ABOUT THIS TASK: Begin at the line containing "use crate::registry::NodeRegistry;" in the data below and go on through the line containing "if let NodeKind::Scalar(_)", repeating each line exactly; include both ends and no other line.

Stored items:
□ □ □

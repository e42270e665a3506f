//! # Plain-form Converter
//!
//! The contract the serialization layer uses to write tagged nodes out and
//! read them back: pick the tag for a node, strip the node to its plain
//! form, and rebuild the registered class from a plain form plus tag.
//!
//! Scalar `origin` and `telescope` values are checked against their fixed
//! enumerations in both directions while validation is enabled.

use std::sync::Arc;

use rdm_core::{enumerated_field_violation, TagUri, ValidationPolicy, Value};
use rdm_schema::ValidationError;

use crate::class::NodeKind;
use crate::error::NodeError;
use crate::registry::NodeRegistry;
use crate::tagged::TaggedNode;

/// Converts tagged nodes to and from their plain forms.
#[derive(Debug, Clone, Copy)]
pub struct NodeConverter<'r> {
    classes: &'r NodeRegistry,
    policy: ValidationPolicy,
}

impl<'r> NodeConverter<'r> {
    pub fn new(classes: &'r NodeRegistry, policy: ValidationPolicy) -> Self {
        Self { classes, policy }
    }

    /// Every tag this converter handles.
    pub fn tags(&self) -> impl Iterator<Item = &'r TagUri> {
        self.classes.node_classes().map(|class| class.tag())
    }

    /// The tag `node` is written under.
    pub fn tag<'n>(&self, node: &'n TaggedNode) -> &'n TagUri {
        node.tag()
    }

    /// Strip `node` to its plain form.
    ///
    /// # Errors
    ///
    /// [`NodeError::Validation`] when an enumerated scalar holds a value
    /// outside its enumeration.
    pub fn to_plain_form(&self, node: &TaggedNode) -> Result<Value, NodeError> {
        let plain = node.plain_form();
        if let TaggedNode::Scalar(_) = node {
            self.check_enumeration(node.tag(), &plain)?;
        }
        Ok(plain)
    }

    /// Rebuild the class registered for `tag` from its plain form.
    ///
    /// # Errors
    ///
    /// [`NodeError::UnknownTag`] for an unregistered tag,
    /// [`NodeError::Construction`] for a plain form of the wrong shape, and
    /// [`NodeError::Validation`] for an enumeration violation.
    pub fn from_plain_form(&self, raw: Value, tag: &TagUri) -> Result<TaggedNode, NodeError> {
        let class = self
            .classes
            .class_for_tag(tag)
            .ok_or_else(|| NodeError::UnknownTag {
                tag: tag.to_string(),
            })?;
        if let NodeKind::Scalar(_) = class.kind() {
            self.check_enumeration(tag, &raw)?;
        }
        TaggedNode::build(Arc::clone(class), raw)
    }

    fn check_enumeration(&self, tag: &TagUri, value: &Value) -> Result<(), NodeError> {
        if !self.policy.enabled {
            return Ok(());
        }
        let key = tag.scalar_key();
        match enumerated_field_violation(key, value) {
            Some(message) => {
                tracing::debug!(tag = %tag, "enumerated scalar rejected");
                Err(ValidationError::new(key, message).into())
            }
            None => Ok(()),
        }
    }
}
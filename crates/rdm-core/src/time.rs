//! # Astronomical Time
//!
//! `Time` is the in-memory form of time-valued scalars such as the file
//! date of a data product. Values are held in UTC; the canonical string
//! form is ISO-8601 "isot" with millisecond precision
//! (`2020-01-01T00:00:00.000`), which is what flattening emits.
//!
//! Parsing is lenient about input shape (RFC 3339 with any offset, naive
//! date-times with `T` or space separator, bare dates) because times arrive
//! from hand-written metadata as often as from serialized files.

use std::fmt;

use chrono::{DateTime, NaiveDate, NaiveDateTime, Utc};
use serde::{Deserialize, Serialize};

use crate::error::RdmError;

const NAIVE_FORMATS: &[&str] = &["%Y-%m-%dT%H:%M:%S%.f", "%Y-%m-%d %H:%M:%S%.f"];

/// A UTC time instant.
#[derive(Debug, Clone, Copy, PartialEq, Eq, PartialOrd, Ord, Hash, Serialize, Deserialize)]
pub struct Time(DateTime<Utc>);

impl Time {
    /// Wrap a UTC date-time.
    pub fn from_utc(dt: DateTime<Utc>) -> Self {
        Self(dt)
    }

    /// Interpret a naive date-time as UTC.
    pub fn from_naive(dt: NaiveDateTime) -> Self {
        Self(dt.and_utc())
    }

    /// Parse a time string.
    ///
    /// Accepts RFC 3339 (converted to UTC), naive `YYYY-MM-DDTHH:MM:SS[.f]`
    /// or `YYYY-MM-DD HH:MM:SS[.f]` (taken as UTC), and bare dates
    /// (midnight UTC).
    ///
    /// # Errors
    ///
    /// Returns [`RdmError::InvalidTime`] when no accepted shape matches.
    pub fn parse(input: &str) -> Result<Self, RdmError> {
        let trimmed = input.trim();
        if let Ok(dt) = DateTime::parse_from_rfc3339(trimmed) {
            return Ok(Self(dt.with_timezone(&Utc)));
        }
        for format in NAIVE_FORMATS {
            if let Ok(dt) = NaiveDateTime::parse_from_str(trimmed, format) {
                return Ok(Self::from_naive(dt));
            }
        }
        let date = NaiveDate::parse_from_str(trimmed, "%Y-%m-%d").map_err(|e| {
            RdmError::InvalidTime {
                input: input.to_string(),
                reason: e.to_string(),
            }
        })?;
        date.and_hms_opt(0, 0, 0)
            .map(Self::from_naive)
            .ok_or_else(|| RdmError::InvalidTime {
                input: input.to_string(),
                reason: "date has no midnight".to_string(),
            })
    }

    /// Access the inner `DateTime<Utc>`.
    pub fn as_datetime(&self) -> &DateTime<Utc> {
        &self.0
    }

    /// Render in "isot" form with millisecond precision.
    pub fn to_isot(&self) -> String {
        self.0.format("%Y-%m-%dT%H:%M:%S%.3f").to_string()
    }
}

impl fmt::Display for Time {
    fn fmt(&self, f: &mut fmt::Formatter<'_>) -> fmt::Result {
        f.write_str(&self.to_isot())
    }
}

□ □ □

OUTPUT FOR THIS EXERCISE:
use crate::registry::NodeRegistry;
use crate::tagged::TaggedNode;

/// Converts tagged nodes to and from their plain forms.
#[derive(Debug, Clone, Copy)]
pub struct NodeConverter<'r> {
    classes: &'r NodeRegistry,
    policy: ValidationPolicy,
}

impl<'r> NodeConverter<'r> {
    pub fn new(classes: &'r NodeRegistry, policy: ValidationPolicy) -> Self {
        Self { classes, policy }
    }

    /// Every tag this converter handles.
    pub fn tags(&self) -> impl Iterator<Item = &'r TagUri> {
        self.classes.node_classes().map(|class| class.tag())
    }

    /// The tag `node` is written under.
    pub fn tag<'n>(&self, node: &'n TaggedNode) -> &'n TagUri {
        node.tag()
    }

    /// Strip `node` to its plain form.
    ///
    /// # Errors
    ///
    /// [`NodeError::Validation`] when an enumerated scalar holds a value
    /// outside its enumeration.
    pub fn to_plain_form(&self, node: &TaggedNode) -> Result<Value, NodeError> {
        let plain = node.plain_form();
        if let TaggedNode::Scalar(_) = node {
            self.check_enumeration(node.tag(), &plain)?;
        }
        Ok(plain)
    }

    /// Rebuild the class registered for `tag` from its plain form.
    ///
    /// # Errors
    ///
    /// [`NodeError::UnknownTag`] for an unregistered tag,
    /// [`NodeError::Construction`] for a plain form of the wrong shape, and
    /// [`NodeError::Validation`] for an enumeration violation.
    pub fn from_plain_form(&self, raw: Value, tag: &TagUri) -> Result<TaggedNode, NodeError> {
        let class = self
            .classes
            .class_for_tag(tag)
            .ok_or_else(|| NodeError::UnknownTag {
                tag: tag.to_string(),
            })?;
        if let NodeKind::Scalar(_) = class.kind() {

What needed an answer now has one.